# TASK
Copy nothing but the lines below running from the line containing "impl<T> Gateway<T>" through the line containing "never populate the", both end lines included.

:: DATA FOR THIS EXERCISE

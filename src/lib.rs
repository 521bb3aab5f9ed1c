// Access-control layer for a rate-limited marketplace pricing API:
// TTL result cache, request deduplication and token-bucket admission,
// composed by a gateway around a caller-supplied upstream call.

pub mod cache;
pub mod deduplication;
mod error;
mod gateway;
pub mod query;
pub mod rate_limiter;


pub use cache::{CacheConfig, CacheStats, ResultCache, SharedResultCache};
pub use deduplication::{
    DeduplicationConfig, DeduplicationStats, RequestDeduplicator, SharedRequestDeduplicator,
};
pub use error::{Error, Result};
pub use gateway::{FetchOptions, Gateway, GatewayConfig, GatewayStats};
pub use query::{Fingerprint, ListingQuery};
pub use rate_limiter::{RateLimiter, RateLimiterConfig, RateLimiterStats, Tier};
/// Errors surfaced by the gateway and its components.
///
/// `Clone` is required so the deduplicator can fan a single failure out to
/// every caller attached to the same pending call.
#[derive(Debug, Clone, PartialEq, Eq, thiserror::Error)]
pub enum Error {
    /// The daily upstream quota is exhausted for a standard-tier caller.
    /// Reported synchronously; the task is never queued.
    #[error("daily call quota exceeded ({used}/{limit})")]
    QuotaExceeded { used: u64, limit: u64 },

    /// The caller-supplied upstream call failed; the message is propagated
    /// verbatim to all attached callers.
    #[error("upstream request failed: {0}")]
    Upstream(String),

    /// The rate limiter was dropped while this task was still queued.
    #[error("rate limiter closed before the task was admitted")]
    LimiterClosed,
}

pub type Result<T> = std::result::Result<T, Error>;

::::
:: DATA FOR THIS EXERCISE

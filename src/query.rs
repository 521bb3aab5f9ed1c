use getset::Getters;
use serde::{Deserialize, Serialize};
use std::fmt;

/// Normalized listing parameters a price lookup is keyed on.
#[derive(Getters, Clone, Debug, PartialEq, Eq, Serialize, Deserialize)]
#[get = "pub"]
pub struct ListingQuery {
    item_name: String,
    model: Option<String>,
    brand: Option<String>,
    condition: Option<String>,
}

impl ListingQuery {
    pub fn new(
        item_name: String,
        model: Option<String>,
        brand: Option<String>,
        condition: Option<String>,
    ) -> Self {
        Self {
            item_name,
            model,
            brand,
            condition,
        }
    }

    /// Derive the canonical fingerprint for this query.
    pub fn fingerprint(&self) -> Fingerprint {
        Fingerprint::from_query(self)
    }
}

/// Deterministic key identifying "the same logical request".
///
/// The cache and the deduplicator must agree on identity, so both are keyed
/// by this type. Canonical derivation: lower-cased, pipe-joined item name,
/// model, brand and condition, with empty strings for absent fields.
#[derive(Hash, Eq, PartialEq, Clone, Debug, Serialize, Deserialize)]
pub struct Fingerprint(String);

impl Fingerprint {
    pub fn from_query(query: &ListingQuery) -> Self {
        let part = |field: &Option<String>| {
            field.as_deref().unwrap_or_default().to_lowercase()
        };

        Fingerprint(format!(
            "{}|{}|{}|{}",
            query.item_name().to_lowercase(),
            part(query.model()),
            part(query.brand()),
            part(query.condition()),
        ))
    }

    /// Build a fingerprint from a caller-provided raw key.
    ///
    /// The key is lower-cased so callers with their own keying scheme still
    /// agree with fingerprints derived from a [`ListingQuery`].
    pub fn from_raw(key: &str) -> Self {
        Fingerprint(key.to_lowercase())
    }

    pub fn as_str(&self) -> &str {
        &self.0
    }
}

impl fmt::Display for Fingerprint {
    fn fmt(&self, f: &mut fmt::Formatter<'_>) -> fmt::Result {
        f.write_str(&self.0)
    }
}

::::
:: DATA FOR THIS EXERCISE

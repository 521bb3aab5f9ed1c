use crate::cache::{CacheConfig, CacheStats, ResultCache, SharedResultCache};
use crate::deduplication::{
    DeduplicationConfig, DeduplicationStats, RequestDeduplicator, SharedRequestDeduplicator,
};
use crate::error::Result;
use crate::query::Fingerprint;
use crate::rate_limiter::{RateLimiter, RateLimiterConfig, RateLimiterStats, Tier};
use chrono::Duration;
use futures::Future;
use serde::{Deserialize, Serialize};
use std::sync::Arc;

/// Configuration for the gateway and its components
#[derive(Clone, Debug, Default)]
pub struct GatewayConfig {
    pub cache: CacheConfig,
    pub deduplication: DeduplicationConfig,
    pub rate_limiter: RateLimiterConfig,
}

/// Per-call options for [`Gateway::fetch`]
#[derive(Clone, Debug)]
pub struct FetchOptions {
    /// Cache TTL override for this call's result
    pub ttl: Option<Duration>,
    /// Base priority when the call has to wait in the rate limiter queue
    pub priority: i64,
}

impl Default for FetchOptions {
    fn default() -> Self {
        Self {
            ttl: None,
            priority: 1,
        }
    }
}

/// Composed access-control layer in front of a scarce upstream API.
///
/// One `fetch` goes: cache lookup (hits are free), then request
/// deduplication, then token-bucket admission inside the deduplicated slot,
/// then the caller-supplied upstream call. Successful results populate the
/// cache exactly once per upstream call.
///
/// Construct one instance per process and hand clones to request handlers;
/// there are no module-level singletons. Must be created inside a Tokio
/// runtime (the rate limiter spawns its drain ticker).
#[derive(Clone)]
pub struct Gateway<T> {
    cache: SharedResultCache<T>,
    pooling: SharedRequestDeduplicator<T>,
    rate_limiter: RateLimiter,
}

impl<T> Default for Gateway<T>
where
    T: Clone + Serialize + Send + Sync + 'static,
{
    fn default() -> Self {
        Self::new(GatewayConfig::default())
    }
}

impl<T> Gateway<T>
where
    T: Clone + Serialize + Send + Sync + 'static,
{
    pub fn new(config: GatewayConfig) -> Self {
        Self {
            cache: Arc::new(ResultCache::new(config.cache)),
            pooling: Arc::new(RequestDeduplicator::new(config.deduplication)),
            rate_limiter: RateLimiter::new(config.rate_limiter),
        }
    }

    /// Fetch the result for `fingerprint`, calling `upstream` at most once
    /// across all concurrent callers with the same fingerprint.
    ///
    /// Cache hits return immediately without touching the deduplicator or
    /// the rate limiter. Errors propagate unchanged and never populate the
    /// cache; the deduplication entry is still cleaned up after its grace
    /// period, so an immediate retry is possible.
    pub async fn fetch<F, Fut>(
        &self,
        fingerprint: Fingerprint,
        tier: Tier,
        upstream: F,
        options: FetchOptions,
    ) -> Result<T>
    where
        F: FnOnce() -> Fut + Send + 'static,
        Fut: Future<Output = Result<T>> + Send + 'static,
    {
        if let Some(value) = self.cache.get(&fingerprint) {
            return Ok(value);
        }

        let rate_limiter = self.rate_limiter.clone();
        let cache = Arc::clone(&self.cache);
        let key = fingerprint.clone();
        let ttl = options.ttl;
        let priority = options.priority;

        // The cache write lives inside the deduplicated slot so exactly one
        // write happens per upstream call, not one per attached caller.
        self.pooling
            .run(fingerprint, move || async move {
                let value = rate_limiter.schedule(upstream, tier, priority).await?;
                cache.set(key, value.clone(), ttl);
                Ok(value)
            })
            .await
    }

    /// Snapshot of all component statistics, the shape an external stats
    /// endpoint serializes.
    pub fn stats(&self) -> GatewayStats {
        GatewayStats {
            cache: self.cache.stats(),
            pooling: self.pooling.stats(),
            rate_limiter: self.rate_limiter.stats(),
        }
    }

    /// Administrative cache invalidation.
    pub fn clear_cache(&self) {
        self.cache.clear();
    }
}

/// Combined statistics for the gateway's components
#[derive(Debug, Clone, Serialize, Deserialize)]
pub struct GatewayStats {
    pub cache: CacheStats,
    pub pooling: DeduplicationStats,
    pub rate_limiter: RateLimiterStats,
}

::::

# ANSWER TO THIS TASK
impl<T> Gateway<T>
where
    T: Clone + Serialize + Send + Sync + 'static,
{
    pub fn new(config: GatewayConfig) -> Self {
        Self {
            cache: Arc::new(ResultCache::new(config.cache)),
            pooling: Arc::new(RequestDeduplicator::new(config.deduplication)),
            rate_limiter: RateLimiter::new(config.rate_limiter),
        }
    }

    /// Fetch the result for `fingerprint`, calling `upstream` at most once
    /// across all concurrent callers with the same fingerprint.
    ///
    /// Cache hits return immediately without touching the deduplicator or
    /// the rate limiter. Errors propagate unchanged and never populate the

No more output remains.